Asimismo, la AUGC advirtió sobre el significativo desgaste físico y psicológico que sufren los efectivos, sometidos a presión continua, con turnos extensos y constante estado de alerta. Los agentes están desplegados simultáneamente en numerosos ámbitos: vigilancia del vallado fronterizo, control de espigones, aduana del Tarajal, puerto, patrullas marítimas y costeras, rescates marítimos, intervenciones humanitarias y actividades relacionadas con el tráfico y la seguridad ciudadana.
Esta carga operacional, según la asociación, genera altos niveles de estrés que afectan tanto a la salud de los agentes como a la efectividad del servicio que prestan.
Entre otras cuestiones planteadas a la delegada, la AUGC expresó preocupación por el mal funcionamiento de los sensores del vallado fronterizo, la necesidad de reforzar la formación en primeros auxilios y en rescate acuático, así como por el acercamiento reiterado de inmigrantes alojados en el CETI a los alrededores del perímetro fronterizo.
Estos movimientos, indicaron, buscan en muchos casos distraer la labor policial y, en ocasiones, desencadenan enfrentamientos directos con los agentes, aumentando el riesgo de incidentes graves durante intentos de entrada irregular.

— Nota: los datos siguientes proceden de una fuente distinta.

// Dashboard: saved results and the comparison of two of them.

use chrono::NaiveDateTime;
use ratatui::layout::{Constraint, Layout, Rect};
use ratatui::style::{Color, Modifier, Style};
use ratatui::text::{Line, Span};
use ratatui::widgets::{List, ListItem, ListState, Paragraph};
use ratatui::Frame;

use mindmbti_api::models::{Comparison, HistoryRecord};
use mindmbti_app::protocol::RequestSlot;

use super::{heading, panel, render_body, request_lines};
use crate::tui::ViewState;

pub fn render(frame: &mut Frame, area: Rect, state: &ViewState) {
    let [status_area, list_area, compare_area] = Layout::vertical([
        Constraint::Length(2),
        Constraint::Percentage(50),
        Constraint::Min(6),
    ])
    .areas(area);

    frame.render_widget(
        Paragraph::new(request_lines(state, RequestSlot::History, "불러오는 중...")),
        status_area,
    );

    if state.history.is_empty() && !state.is_loading(RequestSlot::History) {
        frame.render_widget(
            Paragraph::new(vec![
                Line::from("저장된 검사 결과가 없습니다."),
                Line::from(Span::styled(
                    "결과 화면에서 h 키로 기록에 저장해 보세요.",
                    Style::default().fg(Color::DarkGray),
                )),
            ])
            .block(panel("내 분석 기록")),
            list_area,
        );
    } else {
        let items: Vec<ListItem> = state
            .history
            .iter()
            .map(|record| ListItem::new(history_line(record, state)))
            .collect();
        let list = List::new(items)
            .block(panel("내 분석 기록"))
            .highlight_style(Style::default().add_modifier(Modifier::REVERSED))
            .highlight_symbol("> ");
        let mut list_state = ListState::default().with_selected(Some(state.history_index));
        frame.render_stateful_widget(list, list_area, &mut list_state);
    }

    let mut lines = request_lines(state, RequestSlot::Compare, "비교 중...");
    lines.push(Line::from(format!(
        "A: {}   B: {}",
        state.compare_a.as_deref().unwrap_or("-"),
        state.compare_b.as_deref().unwrap_or("-"),
    )));
    if let Some(comparison) = &state.comparison {
        lines.extend(comparison_lines(comparison));
    }
    render_body(frame, compare_area, "재검사 비교", lines, state.scroll);
}

fn format_date(at: Option<NaiveDateTime>) -> String {
    at.map(|t| t.format("%Y-%m-%d %H:%M").to_string())
        .unwrap_or_else(|| "-".to_string())
}

fn history_line(record: &HistoryRecord, state: &ViewState) -> Line<'static> {
    let pick = |id: &Option<String>, tag: &'static str| {
        if id.as_deref() == Some(record.session_id.as_str()) {
            Span::styled(tag, Style::default().fg(Color::Yellow).add_modifier(Modifier::BOLD))
        } else {
            Span::raw(" ")
        }
    };
    Line::from(vec![
        pick(&state.compare_a, "A"),
        pick(&state.compare_b, "B"),
        Span::raw(" "),
        Span::styled(
            record.mbti_type.to_string(),
            Style::default().fg(Color::Magenta).add_modifier(Modifier::BOLD),
        ),
        Span::raw("  "),
        Span::raw(format_date(record.created_at)),
        Span::styled(
            format!("  {}", record.session_id),
            Style::default().fg(Color::DarkGray),
        ),
    ])
}

pub fn comparison_lines(comparison: &Comparison) -> Vec<Line<'static>> {
    let a = &comparison.result_a;
    let b = &comparison.result_b;
    let mut lines = vec![heading(format!(
        "유형 변화: {} → {}{}",
        a.mbti_type,
        b.mbti_type,
        if comparison.type_changed { "" } else { " (변화 없음)" }
    ))];
    for change in &comparison.dimension_changes {
        let color = if change.change > 0.0 {
            Color::Green
        } else if change.change < 0.0 {
            Color::Red
        } else {
            Color::Gray
        };
        lines.push(Line::from(vec![
            Span::raw(format!("  {}  ", change.dimension)),
            Span::styled(format!("{:+.1}%p", change.change), Style::default().fg(color)),
        ]));
    }
    lines
}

Además, la AUGC solicitó que el Ministerio del Interior contabilice específicamente las entradas de los denominados “nadadores”, para evitar confusiones en los datos oficiales y ofrecer una información más precisa y transparente.
Durante la reunión también se discutieron recientes sucesos en la ciudad, como la difusión en redes sociales de un vídeo, la agresión reciente a un guardia civil y el incremento de intentos de entrada irregular asociados al paso de la borrasca “Emilia”, tanto por el vallado como por los espigones del Tarajal y Benzú.
Desde la AUGC insisten en que la situación de los guardias civiles en Ceuta es crítica y que no es sostenible a medio ni largo plazo sin la adopción de medidas urgentes. Por ello, solicitan una respuesta contundente por parte de la Administración que garantice el refuerzo de las plantillas, la provisión de medios adecuados y la protección integral —física y psicológica— de los agentes, al mismo tiempo que se aborda con responsabilidad y humanidad esta compleja crisis migratoria.